**PROMPT**
In the data, extract each line that holds the string "index".

**GIVEN INFORMATION**
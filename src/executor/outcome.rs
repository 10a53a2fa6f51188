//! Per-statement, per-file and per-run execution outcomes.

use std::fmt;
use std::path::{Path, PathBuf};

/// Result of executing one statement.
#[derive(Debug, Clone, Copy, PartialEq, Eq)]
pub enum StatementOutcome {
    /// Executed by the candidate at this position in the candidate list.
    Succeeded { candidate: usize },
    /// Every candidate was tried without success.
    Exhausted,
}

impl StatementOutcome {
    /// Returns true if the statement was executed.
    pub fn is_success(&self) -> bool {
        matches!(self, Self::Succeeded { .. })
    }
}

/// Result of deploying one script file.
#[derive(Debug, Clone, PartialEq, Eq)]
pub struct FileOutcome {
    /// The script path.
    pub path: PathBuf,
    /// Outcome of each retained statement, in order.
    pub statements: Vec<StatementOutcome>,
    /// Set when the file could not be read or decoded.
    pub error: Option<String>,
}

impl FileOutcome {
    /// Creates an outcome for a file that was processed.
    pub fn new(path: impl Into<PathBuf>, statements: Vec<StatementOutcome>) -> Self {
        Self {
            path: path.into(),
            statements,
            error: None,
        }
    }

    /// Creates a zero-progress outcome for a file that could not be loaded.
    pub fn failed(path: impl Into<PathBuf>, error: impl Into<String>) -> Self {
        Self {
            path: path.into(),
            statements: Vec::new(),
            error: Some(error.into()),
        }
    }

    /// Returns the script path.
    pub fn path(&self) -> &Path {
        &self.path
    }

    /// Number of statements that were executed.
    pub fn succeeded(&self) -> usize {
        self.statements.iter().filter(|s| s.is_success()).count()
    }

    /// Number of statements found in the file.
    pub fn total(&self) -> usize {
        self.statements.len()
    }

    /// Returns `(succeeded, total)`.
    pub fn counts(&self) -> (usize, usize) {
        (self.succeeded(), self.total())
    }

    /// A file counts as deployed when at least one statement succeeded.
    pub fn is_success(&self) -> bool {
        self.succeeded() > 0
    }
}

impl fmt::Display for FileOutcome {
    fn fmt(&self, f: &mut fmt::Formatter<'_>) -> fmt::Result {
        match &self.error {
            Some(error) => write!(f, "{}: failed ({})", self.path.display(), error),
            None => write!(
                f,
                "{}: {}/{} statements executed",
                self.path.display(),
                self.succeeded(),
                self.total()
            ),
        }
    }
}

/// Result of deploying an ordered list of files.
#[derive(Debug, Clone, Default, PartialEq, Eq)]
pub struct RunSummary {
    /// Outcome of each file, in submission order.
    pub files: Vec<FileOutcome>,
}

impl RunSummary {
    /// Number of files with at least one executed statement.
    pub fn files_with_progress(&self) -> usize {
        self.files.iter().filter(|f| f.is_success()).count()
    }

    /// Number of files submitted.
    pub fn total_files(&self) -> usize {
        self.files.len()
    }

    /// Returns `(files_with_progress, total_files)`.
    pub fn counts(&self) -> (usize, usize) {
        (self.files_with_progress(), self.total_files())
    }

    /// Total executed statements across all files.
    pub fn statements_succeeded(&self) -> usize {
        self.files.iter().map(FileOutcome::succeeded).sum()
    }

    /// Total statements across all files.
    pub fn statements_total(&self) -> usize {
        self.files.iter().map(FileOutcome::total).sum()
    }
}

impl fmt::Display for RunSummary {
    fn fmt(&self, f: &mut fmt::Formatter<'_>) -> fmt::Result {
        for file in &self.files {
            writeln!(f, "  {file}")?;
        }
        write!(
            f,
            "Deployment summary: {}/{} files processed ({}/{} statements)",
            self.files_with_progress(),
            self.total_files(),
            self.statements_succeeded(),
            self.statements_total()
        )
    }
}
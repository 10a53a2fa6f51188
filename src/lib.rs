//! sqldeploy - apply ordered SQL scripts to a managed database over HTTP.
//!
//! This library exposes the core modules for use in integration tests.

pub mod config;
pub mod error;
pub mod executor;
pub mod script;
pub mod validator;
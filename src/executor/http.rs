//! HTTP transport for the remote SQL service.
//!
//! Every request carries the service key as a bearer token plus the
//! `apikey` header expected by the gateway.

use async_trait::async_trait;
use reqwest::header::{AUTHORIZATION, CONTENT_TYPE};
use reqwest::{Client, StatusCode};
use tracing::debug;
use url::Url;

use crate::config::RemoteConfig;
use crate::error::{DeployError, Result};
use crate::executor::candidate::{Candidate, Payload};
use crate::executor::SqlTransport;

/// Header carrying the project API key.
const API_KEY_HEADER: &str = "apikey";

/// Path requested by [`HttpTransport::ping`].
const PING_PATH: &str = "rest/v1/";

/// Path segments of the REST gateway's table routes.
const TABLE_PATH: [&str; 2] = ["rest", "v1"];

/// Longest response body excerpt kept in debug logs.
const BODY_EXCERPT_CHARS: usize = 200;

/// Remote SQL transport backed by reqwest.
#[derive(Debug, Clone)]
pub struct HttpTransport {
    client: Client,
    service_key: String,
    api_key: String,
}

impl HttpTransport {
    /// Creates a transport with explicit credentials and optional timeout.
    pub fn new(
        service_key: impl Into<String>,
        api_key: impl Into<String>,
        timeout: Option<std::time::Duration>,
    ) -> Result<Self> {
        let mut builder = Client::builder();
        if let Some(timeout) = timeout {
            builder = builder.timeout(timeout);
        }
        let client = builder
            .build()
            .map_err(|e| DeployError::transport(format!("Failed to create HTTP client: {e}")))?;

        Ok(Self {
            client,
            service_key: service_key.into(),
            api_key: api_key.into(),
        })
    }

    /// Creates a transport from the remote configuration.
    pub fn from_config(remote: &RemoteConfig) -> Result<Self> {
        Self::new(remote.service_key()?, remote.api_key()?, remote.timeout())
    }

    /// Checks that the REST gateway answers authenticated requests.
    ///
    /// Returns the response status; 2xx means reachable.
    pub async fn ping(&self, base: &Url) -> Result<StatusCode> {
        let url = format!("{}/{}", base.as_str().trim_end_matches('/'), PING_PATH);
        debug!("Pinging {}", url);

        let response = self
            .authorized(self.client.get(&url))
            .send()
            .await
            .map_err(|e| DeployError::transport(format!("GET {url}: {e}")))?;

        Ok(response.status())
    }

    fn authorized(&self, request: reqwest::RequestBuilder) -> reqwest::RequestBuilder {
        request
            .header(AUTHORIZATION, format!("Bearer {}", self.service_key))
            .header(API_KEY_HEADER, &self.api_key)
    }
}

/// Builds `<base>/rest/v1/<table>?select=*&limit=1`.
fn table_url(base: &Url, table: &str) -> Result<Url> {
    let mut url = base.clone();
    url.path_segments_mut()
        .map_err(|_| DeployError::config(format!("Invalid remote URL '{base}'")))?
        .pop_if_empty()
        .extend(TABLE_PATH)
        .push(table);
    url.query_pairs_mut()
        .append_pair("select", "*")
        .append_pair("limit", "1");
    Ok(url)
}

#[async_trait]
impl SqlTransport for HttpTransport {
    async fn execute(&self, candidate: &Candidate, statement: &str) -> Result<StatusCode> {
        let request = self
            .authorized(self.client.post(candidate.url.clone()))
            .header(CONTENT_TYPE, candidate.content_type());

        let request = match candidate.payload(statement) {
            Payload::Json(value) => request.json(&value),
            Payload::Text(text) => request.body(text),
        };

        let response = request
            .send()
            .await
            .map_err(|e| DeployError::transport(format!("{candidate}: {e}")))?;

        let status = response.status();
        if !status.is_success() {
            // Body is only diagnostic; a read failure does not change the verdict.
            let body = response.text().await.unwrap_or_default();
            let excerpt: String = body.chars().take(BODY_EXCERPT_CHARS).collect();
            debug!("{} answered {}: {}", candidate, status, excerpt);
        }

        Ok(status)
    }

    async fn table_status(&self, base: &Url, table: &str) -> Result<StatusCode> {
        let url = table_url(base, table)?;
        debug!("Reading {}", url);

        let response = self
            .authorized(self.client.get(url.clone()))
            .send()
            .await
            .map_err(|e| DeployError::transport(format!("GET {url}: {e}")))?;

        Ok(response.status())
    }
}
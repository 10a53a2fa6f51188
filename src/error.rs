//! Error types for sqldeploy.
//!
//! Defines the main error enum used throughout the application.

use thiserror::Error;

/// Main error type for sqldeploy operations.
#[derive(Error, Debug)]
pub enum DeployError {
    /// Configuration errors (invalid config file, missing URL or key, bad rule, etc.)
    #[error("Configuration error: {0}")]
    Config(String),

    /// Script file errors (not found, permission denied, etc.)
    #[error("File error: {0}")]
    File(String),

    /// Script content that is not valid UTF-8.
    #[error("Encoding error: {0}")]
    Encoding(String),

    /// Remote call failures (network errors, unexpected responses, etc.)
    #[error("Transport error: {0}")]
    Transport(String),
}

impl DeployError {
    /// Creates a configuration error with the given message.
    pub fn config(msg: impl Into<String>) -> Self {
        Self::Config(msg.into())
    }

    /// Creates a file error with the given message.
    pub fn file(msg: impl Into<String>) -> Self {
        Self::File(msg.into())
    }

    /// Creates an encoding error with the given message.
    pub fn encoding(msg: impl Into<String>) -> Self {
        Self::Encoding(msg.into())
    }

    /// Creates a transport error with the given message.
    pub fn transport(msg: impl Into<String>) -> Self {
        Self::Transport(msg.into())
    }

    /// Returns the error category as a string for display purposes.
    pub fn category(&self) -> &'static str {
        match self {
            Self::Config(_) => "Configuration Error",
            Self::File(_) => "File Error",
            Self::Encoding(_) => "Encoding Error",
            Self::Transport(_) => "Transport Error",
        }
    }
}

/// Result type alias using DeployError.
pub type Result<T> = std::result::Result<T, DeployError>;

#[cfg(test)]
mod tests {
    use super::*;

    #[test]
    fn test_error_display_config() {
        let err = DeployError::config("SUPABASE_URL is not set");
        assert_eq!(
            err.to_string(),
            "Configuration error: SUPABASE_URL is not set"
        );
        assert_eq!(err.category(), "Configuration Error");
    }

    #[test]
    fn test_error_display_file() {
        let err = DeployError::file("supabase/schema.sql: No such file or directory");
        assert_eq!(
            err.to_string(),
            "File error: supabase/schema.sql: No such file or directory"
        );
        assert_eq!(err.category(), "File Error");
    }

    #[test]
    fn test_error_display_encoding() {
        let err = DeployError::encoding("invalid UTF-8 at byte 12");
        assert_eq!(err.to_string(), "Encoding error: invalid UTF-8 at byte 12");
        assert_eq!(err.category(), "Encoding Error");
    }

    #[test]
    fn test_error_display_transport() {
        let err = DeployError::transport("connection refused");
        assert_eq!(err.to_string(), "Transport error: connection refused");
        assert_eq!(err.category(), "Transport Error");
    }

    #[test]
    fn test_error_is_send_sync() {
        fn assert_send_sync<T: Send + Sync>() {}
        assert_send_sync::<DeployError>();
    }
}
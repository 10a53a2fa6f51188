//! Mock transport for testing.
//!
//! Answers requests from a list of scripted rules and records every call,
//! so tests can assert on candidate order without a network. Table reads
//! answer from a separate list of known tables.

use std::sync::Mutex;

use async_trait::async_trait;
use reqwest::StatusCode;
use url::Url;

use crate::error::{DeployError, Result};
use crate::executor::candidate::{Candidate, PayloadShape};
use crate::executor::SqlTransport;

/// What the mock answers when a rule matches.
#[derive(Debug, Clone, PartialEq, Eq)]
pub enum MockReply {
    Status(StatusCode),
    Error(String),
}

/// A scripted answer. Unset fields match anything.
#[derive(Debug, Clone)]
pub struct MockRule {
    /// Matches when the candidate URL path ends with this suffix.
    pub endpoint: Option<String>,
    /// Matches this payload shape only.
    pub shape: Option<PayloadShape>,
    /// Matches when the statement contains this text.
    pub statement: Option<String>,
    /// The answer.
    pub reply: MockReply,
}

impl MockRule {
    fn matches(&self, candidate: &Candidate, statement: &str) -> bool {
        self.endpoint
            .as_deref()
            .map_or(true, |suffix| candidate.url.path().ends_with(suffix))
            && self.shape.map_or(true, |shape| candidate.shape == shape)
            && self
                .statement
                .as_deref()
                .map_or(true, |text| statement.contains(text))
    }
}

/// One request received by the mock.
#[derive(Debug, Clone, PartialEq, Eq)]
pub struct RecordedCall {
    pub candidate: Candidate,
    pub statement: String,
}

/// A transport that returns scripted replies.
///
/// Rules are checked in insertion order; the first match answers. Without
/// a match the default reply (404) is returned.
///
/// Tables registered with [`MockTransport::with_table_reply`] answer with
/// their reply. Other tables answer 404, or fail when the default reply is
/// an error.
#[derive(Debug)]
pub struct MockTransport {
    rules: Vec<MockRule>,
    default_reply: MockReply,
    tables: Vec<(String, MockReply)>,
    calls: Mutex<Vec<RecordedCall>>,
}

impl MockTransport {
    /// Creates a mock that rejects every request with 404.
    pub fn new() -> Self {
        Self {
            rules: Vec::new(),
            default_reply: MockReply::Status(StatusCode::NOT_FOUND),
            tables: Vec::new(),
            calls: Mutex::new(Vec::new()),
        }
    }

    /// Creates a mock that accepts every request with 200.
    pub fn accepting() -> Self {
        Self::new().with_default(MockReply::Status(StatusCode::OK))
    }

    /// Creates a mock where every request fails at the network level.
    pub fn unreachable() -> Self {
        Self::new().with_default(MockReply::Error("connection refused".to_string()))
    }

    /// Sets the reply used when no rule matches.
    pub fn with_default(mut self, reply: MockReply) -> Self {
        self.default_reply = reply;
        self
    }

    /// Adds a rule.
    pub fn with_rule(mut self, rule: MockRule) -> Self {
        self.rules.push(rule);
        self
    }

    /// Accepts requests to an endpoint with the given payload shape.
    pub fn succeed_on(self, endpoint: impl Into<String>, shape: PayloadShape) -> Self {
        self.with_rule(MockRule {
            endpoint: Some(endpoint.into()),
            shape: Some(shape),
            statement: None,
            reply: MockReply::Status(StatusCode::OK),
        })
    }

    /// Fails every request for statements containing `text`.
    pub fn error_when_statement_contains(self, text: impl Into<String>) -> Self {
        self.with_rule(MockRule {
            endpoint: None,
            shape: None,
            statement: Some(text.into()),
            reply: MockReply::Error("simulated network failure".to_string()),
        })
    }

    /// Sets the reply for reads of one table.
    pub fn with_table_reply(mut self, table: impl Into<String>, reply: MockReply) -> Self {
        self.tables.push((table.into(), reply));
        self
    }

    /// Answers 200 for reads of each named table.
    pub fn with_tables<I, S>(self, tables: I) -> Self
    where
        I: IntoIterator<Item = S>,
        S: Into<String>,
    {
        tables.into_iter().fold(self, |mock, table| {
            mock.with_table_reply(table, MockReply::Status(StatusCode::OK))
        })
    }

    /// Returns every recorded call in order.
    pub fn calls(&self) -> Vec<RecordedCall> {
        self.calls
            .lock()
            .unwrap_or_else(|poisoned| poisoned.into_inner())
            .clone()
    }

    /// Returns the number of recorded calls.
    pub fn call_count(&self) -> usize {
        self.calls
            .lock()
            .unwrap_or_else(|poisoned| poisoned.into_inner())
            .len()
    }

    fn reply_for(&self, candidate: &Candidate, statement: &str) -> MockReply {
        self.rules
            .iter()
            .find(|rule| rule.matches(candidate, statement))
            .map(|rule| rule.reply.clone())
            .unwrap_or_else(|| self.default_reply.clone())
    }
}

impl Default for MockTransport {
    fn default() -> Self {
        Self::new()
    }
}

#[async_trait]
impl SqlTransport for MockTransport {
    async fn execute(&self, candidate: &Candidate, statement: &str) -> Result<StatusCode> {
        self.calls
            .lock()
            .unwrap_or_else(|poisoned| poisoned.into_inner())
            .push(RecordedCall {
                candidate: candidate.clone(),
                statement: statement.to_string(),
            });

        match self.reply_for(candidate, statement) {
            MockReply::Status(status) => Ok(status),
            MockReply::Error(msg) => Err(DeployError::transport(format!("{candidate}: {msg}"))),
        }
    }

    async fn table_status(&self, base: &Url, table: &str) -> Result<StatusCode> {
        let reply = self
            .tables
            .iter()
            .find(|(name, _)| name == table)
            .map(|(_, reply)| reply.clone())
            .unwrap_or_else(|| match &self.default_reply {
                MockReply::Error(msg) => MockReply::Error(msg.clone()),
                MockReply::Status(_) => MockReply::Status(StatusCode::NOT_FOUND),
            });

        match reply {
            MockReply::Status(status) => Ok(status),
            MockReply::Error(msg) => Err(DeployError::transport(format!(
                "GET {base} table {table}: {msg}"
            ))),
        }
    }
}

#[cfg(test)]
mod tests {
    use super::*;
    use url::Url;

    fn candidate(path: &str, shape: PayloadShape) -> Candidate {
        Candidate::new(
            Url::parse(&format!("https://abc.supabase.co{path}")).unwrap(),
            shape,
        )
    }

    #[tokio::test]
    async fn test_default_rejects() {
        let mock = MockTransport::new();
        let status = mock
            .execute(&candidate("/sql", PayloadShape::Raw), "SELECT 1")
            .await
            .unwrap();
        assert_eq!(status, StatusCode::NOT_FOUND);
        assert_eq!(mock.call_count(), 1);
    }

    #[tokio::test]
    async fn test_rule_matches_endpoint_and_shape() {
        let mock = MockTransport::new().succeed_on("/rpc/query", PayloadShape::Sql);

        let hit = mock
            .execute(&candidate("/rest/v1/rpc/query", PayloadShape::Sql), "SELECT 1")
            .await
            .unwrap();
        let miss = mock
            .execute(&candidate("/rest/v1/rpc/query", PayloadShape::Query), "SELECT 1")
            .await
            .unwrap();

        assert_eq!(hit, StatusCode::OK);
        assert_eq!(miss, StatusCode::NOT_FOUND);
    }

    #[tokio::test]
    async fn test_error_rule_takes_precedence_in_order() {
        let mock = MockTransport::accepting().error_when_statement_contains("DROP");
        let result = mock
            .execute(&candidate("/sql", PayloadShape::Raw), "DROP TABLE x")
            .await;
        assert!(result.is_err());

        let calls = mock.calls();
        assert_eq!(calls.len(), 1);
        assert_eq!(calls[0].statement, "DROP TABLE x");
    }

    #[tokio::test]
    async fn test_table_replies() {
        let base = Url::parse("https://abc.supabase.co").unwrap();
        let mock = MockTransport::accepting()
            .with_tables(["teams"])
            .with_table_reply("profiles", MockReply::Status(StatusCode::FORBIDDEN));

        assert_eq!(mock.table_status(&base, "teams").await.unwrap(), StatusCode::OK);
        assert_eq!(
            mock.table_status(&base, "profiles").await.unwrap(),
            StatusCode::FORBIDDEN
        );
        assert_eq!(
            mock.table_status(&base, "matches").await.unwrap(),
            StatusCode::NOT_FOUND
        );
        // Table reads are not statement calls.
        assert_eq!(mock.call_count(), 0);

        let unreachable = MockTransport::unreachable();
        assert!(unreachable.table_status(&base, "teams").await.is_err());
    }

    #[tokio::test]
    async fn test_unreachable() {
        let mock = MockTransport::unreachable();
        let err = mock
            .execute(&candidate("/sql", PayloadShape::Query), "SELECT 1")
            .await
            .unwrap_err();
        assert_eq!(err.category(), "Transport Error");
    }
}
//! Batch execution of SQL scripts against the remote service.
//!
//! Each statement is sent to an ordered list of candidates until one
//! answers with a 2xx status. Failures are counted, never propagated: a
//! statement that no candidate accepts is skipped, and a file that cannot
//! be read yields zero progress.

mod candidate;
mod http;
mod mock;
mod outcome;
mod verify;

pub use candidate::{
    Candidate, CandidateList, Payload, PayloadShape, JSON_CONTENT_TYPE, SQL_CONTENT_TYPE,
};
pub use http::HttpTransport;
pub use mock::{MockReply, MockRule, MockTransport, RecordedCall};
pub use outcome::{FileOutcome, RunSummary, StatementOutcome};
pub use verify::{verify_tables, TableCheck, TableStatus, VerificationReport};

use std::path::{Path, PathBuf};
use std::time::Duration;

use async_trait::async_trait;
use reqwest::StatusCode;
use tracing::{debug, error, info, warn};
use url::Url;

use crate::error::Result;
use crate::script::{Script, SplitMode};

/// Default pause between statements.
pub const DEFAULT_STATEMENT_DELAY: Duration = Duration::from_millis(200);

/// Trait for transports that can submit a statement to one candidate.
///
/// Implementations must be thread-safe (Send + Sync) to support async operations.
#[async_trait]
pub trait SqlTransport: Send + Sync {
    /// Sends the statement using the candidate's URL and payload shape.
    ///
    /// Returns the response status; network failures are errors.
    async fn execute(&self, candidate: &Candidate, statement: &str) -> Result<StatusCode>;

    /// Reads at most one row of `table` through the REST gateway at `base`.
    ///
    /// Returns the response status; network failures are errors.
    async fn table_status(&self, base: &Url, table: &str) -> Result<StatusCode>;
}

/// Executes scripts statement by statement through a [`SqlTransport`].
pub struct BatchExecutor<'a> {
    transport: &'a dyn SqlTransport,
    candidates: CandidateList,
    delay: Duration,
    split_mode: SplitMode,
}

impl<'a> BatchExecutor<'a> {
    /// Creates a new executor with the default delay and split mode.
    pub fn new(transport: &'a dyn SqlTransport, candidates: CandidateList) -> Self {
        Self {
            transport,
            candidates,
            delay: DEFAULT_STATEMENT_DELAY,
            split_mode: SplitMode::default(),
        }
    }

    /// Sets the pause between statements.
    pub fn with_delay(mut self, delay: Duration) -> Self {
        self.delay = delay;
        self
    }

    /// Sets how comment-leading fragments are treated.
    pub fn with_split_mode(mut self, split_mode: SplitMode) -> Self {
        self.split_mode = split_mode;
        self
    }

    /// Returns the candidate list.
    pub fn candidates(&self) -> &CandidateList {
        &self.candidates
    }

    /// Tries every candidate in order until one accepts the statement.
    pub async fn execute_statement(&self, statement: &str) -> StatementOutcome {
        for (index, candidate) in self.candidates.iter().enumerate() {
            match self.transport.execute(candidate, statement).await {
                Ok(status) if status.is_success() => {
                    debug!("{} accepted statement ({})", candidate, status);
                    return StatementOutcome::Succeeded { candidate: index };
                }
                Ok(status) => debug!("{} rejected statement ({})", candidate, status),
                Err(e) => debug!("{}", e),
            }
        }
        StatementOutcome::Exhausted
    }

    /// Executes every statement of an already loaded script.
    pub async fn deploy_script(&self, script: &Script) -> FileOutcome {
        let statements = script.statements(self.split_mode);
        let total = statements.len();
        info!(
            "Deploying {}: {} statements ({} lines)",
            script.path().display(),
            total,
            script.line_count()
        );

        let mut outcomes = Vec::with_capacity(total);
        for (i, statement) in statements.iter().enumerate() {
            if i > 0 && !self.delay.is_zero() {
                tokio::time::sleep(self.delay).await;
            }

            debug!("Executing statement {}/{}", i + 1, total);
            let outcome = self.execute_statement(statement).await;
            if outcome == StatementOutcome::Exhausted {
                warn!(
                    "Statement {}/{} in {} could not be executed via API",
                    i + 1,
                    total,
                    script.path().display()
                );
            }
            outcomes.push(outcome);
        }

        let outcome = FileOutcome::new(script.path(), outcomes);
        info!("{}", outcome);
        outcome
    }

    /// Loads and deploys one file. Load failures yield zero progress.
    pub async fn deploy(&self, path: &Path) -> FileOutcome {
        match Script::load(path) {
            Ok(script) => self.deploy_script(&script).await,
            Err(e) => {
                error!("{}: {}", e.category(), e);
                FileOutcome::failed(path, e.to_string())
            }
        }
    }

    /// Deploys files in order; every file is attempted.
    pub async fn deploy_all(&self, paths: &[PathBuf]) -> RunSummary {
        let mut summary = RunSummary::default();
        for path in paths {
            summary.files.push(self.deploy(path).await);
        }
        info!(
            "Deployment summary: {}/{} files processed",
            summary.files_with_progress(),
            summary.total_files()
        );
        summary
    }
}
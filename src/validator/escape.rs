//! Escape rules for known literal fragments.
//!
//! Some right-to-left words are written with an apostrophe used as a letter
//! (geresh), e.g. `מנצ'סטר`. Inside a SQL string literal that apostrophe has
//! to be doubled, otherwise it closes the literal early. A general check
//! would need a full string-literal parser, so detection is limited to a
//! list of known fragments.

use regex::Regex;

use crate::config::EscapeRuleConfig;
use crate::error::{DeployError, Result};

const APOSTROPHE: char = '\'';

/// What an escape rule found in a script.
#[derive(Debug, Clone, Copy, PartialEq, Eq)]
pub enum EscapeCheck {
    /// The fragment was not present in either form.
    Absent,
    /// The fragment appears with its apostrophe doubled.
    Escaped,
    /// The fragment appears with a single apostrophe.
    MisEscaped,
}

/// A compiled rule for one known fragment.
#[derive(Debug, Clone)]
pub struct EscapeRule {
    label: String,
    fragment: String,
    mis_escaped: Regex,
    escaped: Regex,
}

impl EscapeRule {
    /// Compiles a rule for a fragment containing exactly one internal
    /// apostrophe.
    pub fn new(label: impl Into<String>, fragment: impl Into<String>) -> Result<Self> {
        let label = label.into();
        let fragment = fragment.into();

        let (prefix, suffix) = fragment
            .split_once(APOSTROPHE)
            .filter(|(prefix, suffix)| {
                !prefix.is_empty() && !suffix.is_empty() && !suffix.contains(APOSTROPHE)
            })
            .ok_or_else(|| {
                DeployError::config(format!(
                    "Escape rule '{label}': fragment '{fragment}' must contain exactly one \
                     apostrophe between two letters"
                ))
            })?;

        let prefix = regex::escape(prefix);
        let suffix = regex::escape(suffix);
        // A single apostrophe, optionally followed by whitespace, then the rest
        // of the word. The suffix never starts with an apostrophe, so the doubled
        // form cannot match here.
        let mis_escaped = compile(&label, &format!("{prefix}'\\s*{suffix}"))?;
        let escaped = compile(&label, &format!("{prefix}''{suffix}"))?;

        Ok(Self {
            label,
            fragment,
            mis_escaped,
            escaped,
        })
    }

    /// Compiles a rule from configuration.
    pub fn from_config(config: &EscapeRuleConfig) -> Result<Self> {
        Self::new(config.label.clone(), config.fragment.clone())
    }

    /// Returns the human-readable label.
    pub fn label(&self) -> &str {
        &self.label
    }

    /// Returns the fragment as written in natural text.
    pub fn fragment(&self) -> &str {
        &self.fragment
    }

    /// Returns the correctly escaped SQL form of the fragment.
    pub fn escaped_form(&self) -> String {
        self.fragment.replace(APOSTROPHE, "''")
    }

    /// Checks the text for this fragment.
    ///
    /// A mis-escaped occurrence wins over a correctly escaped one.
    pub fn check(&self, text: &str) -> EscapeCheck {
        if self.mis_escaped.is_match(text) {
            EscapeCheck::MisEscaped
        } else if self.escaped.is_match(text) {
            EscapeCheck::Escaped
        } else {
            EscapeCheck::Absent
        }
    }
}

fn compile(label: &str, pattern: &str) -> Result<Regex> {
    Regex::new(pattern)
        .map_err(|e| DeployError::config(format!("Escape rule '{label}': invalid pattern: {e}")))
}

**REPLY TO THE EXERCISE**
        for (index, candidate) in self.candidates.iter().enumerate() {
                    return StatementOutcome::Succeeded { candidate: index };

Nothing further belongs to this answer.